Malicious engineering

Quivering there in the shadows of an axed registry, lying low, this little app has to hide itself, feed itself, load itself, talk to its owners behind your back and pretend to be YOU whenever you visit the bank. The rest of the time it stealthily marks the passage of opportunity, with phone-home events from the heated insides of your ‘puter…

Outsider

All around, there is the incessant chatter of other bits of code having a rollocking good time; luxuriating in the plentiful resources thrown at them, basking in the glorious warmth of the user’s attention… seeking mouse clicks and keystrokes and well, what must be ‘love’ to a software app.

What it must think of these other apps. They must seem like fools in comparison: so many cpu cycles they don’t even know what to do with ’em. Glossy dialogs inviting interaction and kosher requests for things that actually exist.

But what the hey. These other apps instil confidence in the end-user, don’t they? Their norms and familiarities are a useful backdrop for what’s about to be played out. It’s all good for  business…

A craft by any other name

You know, software engineering is no longer (was never?) the sole province of kind-hearted souls with nothing but constructive things to do all day. Selection pressure swings its giant reaper through netspace everyday, and the apps that have to do most of the bobbing and weaving to stay ahead are the malware and crimeware apps. They evolve in lock-step with our implementations of cyber-security. Unsurprisingly then, there are people designing and ARCHITECTING the take-down of your machine for financial gain. And though we may not like to say it, such people are software engineers in their own right.

As the entrails of this little beastie will attest, engineering crimeware is no mean feat (when was the last time you wrote anything this determined? Yeah, I thought so).

I mean, this thing had its Anorak on, hood up; prowling the unlit corridors of svchost.exe on many a compromised machine… till Finjan came along and ripped off the cover.

Dissecting a piece of crimeware like this must feel like staring into a software engineering mirrorworld, and it’s hard to be apalled (even if you’re determined to be) when you get a glimpse through the looking-glass. Familiar algorithms and business logic, but pointed at the spaces in-between things. Cleaving apart interfaces and squirreling through.

Of course, the infrastructure of the web makes all of this so easy. The humble http protocol, the quintessence of simplicity in web comms, is easily subverted to serve any of our myriad agendas, good or bad. For each crimeware app in the field it is a simple matter to ferry forth all the gory details of the host computer and its soon-to-be-out-of-pocket owner. It is mainly the small matter of doing this undetected and, failing that, unintelligibly (to entities outside the crime ring) that introduces the need for a properly architected solution.

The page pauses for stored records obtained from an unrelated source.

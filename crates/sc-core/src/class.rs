use core::fmt;
use core::ops::{BitAnd, BitOr, BitOrAssign};

use bytemuck::{Pod, Zeroable};
use serde::{Deserialize, Serialize};

use crate::{Error, Shift};

/// Index of one semantic class bit, `0..=7`.
#[derive(Debug, Clone, Copy, PartialEq, Eq, Hash, PartialOrd, Ord, Serialize, Deserialize)]
#[serde(try_from = "u8", into = "u8")]
pub struct ClassBit(u8);

impl ClassBit {
    pub const FLOOR: Self = Self(0);
    pub const WALL: Self = Self(1);
    pub const MYSELF: Self = Self(2);
    pub const FURNITURE: Self = Self(3);
    pub const HANDLE: Self = Self(4);
    pub const ITEM: Self = Self(5);

    pub const ALL: [Self; 8] = [
        Self(0),
        Self(1),
        Self(2),
        Self(3),
        Self(4),
        Self(5),
        Self(6),
        Self(7),
    ];

    pub fn new(index: u8) -> Result<Self, Error> {
        if index > 7 {
            return Err(Error::ClassBitOutOfRange(index));
        }
        Ok(Self(index))
    }

    pub fn index(self) -> u8 {
        self.0
    }

    pub fn mask(self) -> ClassMask {
        ClassMask(1 << self.0)
    }

    /// Handle and item classes are thin or small and would disappear under a
    /// unanimous vote, so they reduce with the two-thirds rule. Every other
    /// class must cover the whole block.
    pub fn vote_rule(self) -> VoteRule {
        match self {
            Self::HANDLE | Self::ITEM => VoteRule::TwoThirds,
            _ => VoteRule::Unanimous,
        }
    }
}

impl TryFrom<u8> for ClassBit {
    type Error = Error;

    fn try_from(index: u8) -> Result<Self, Self::Error> {
        Self::new(index)
    }
}

impl From<ClassBit> for u8 {
    fn from(bit: ClassBit) -> Self {
        bit.0
    }
}

/// How many samples of a block must carry a class bit for the reduced pixel
/// to carry it.
#[derive(Debug, Clone, Copy, PartialEq, Eq)]
pub enum VoteRule {
    /// All `n` samples.
    Unanimous,
    /// At least `ceil(2n / 3)` samples.
    TwoThirds,
}

impl VoteRule {
    pub fn threshold(self, samples: usize) -> usize {
        match self {
            Self::Unanimous => samples,
            Self::TwoThirds => (2 * samples).div_ceil(3),
        }
    }
}

/// Per-bit vote thresholds for one shift factor.
pub fn vote_thresholds(shift: Shift) -> [usize; 8] {
    let n = shift.samples_per_block();
    ClassBit::ALL.map(|bit| bit.vote_rule().threshold(n))
}

/// Set of present classes, one bit per [`ClassBit`].
///
/// This is the value written into the blue channel by the label render pass
/// and the per-pixel value of a reduced label frame.
#[repr(transparent)]
#[derive(
    Clone, Copy, Default, PartialEq, Eq, Hash, Pod, Zeroable, Serialize, Deserialize,
)]
#[serde(transparent)]
pub struct ClassMask(u8);

impl ClassMask {
    pub const EMPTY: Self = Self(0);

    pub const fn from_bits(bits: u8) -> Self {
        Self(bits)
    }

    pub const fn bits(self) -> u8 {
        self.0
    }

    pub fn is_empty(self) -> bool {
        self.0 == 0
    }

    pub fn contains(self, bit: ClassBit) -> bool {
        self.0 & (1 << bit.0) != 0
    }

    pub fn intersects(self, other: Self) -> bool {
        self.0 & other.0 != 0
    }

    pub fn insert(&mut self, bit: ClassBit) {
        self.0 |= 1 << bit.0;
    }

    pub fn with(mut self, bit: ClassBit) -> Self {
        self.insert(bit);
        self
    }

    pub fn is_floor(self) -> bool {
        self.contains(ClassBit::FLOOR)
    }

    pub fn is_wall(self) -> bool {
        self.contains(ClassBit::WALL)
    }

    pub fn is_myself(self) -> bool {
        self.contains(ClassBit::MYSELF)
    }

    pub fn is_furniture(self) -> bool {
        self.contains(ClassBit::FURNITURE)
    }

    pub fn is_handle(self) -> bool {
        self.contains(ClassBit::HANDLE)
    }

    pub fn is_item(self) -> bool {
        self.contains(ClassBit::ITEM)
    }

    pub fn iter(self) -> impl Iterator<Item = ClassBit> {
        ClassBit::ALL.into_iter().filter(move |&b| self.contains(b))
    }
}

impl FromIterator<ClassBit> for ClassMask {
    fn from_iter<I: IntoIterator<Item = ClassBit>>(iter: I) -> Self {
        iter.into_iter().fold(Self::EMPTY, Self::with)
    }
}

impl From<ClassBit> for ClassMask {
    fn from(bit: ClassBit) -> Self {
        bit.mask()
    }
}

impl BitOr for ClassMask {
    type Output = Self;

    fn bitor(self, rhs: Self) -> Self {
        Self(self.0 | rhs.0)
    }
}

impl BitOrAssign for ClassMask {
    fn bitor_assign(&mut self, rhs: Self) {
        self.0 |= rhs.0;
    }
}

impl BitAnd for ClassMask {
    type Output = Self;

    fn bitand(self, rhs: Self) -> Self {
        Self(self.0 & rhs.0)
    }
}

impl fmt::Debug for ClassMask {
    fn fmt(&self, f: &mut fmt::Formatter<'_>) -> fmt::Result {
        write!(f, "ClassMask({:#010b})", self.0)
    }
}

Cracking good business intelligence

An even more interesting development in cybercrime is that cybercriminals now look for the same kind of business metrics and intelligence tools that a regular operation would resort to. So they have built for themselves all manner of dashboards and charting applications that track the progress of their infiltrations, the yields and losses from each, and so on. (Makes me think of episodes from The Wire – prolly one of the finest television series ever made, incidentally – when Stringer Bell went to business school and started to believe he was a business man instead of a regular O.G.)

Cybergangs are able to gather a fairly rich crop of information about their global exploits. Information which allows them to implement strategies that are even more effective next time round. Sometimes I do wonder if they didn’t invent tracking and analytics and simply let the rest of us think *we* did.

Final thoughts

I think that this particular pattern of co-evolution will push the issue of a striated internet, which not many people talk about… but I believe it to be a strong possibility. It will just get to a point where the haves will piss off and instantiate their own nets, albeit on the same infrastructure, and the rest of us will have to wade through the security-vs-scam/spam dogfights to get anything done.